BEGIN GIVEN INFORMATION

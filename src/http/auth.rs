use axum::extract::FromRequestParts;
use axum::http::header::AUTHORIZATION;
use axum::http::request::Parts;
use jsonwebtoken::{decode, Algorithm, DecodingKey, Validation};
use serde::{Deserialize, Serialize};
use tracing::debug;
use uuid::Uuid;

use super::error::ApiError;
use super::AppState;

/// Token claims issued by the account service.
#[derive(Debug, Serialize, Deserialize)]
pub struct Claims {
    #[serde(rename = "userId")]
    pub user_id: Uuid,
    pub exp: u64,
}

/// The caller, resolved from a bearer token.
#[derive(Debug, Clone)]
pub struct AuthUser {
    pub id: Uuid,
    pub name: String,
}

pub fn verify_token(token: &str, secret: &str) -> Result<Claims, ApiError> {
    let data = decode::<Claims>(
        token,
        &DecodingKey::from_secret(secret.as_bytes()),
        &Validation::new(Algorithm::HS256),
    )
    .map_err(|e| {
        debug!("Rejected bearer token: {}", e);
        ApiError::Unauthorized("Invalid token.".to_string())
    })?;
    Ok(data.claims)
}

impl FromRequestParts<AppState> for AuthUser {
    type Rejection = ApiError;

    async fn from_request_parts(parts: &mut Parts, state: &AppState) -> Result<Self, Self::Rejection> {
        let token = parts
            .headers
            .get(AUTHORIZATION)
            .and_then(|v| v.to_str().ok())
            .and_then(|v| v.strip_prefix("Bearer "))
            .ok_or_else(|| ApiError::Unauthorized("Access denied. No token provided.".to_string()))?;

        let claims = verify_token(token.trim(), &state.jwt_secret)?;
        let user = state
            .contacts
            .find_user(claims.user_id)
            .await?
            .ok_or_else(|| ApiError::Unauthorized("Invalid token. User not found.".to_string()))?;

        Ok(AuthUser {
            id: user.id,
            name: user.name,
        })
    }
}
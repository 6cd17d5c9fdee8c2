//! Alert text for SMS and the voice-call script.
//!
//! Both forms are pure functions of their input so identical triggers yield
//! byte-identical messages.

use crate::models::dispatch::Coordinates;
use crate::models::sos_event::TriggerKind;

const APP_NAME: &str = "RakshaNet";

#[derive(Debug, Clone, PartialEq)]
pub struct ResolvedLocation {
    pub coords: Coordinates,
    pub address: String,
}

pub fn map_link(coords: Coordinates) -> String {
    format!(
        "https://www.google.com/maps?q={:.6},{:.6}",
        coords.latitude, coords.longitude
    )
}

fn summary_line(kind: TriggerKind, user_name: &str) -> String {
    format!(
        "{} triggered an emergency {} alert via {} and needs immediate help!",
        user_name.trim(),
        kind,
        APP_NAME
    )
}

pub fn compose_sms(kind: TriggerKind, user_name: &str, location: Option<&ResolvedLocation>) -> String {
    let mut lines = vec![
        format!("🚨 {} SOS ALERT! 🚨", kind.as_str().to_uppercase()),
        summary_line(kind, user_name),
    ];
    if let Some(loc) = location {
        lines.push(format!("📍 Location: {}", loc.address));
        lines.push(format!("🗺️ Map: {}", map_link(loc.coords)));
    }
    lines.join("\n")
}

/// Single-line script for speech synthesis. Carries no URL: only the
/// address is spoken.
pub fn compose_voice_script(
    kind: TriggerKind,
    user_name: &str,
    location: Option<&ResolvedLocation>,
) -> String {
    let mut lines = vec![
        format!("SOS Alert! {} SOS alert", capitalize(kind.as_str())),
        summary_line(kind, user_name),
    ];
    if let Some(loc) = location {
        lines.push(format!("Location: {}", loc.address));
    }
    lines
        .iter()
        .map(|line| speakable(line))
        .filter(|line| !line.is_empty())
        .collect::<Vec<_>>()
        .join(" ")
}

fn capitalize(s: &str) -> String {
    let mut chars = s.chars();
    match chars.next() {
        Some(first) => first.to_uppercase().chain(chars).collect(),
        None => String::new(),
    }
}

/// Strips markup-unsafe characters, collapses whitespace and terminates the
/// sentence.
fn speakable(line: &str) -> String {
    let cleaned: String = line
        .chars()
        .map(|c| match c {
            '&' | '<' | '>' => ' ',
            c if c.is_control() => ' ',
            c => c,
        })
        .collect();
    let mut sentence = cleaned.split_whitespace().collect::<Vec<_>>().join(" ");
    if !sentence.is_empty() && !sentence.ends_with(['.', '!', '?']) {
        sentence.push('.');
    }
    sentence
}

END GIVEN INFORMATION

**WHAT YOU WILL DO:**
Search the listing for the word "push". Copy every line in which it occurs.

**REPLY:**
        lines.push(format!("📍 Location: {}", loc.address));
        lines.push(format!("🗺️ Map: {}", map_link(loc.coords)));
        lines.push(format!("Location: {}", loc.address));
        sentence.push('.');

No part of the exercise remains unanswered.